## Exercise brief
Where does the word "BalanceLedger" occur in the data below? Copy each line that holds it.

## Data excerpts
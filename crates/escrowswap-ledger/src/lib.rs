//! # escrowswap-ledger
//!
//! **Balance Ledger**: the authoritative record of each owner's spendable
//! balance per token, and the boundary to the external token contracts.
//!
//! ## Architecture
//!
//! 1. **TokenCustody**: the untrusted collaborator that pulls tokens into
//!    custody and pushes them back out
//! 2. **BalanceLedger**: per-(owner, token) credit balances; deposit and
//!    withdraw move funds across the custody boundary, credit and debit
//!    move them internally
//! 3. **SupplyConservation**: per-token deposit/withdrawal totals used to
//!    verify that no funds were created or destroyed
//!
//! ## Ordering at the custody boundary
//!
//! ```text
//! deposit:  custody.transfer_in()  → credit balance     (pull-then-credit)
//! withdraw: debit balance          → custody.transfer_out() (debit-then-push)
//! ```

pub mod balance_ledger;
pub mod custody;
pub mod supply_conservation;

pub use balance_ledger::BalanceLedger;
pub use custody::{CustodyError, InMemoryCustody, TokenCustody};
pub use supply_conservation::SupplyConservation;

## Solution for this problem
//! 2. **BalanceLedger**: per-(owner, token) credit balances; deposit and
pub use balance_ledger::BalanceLedger;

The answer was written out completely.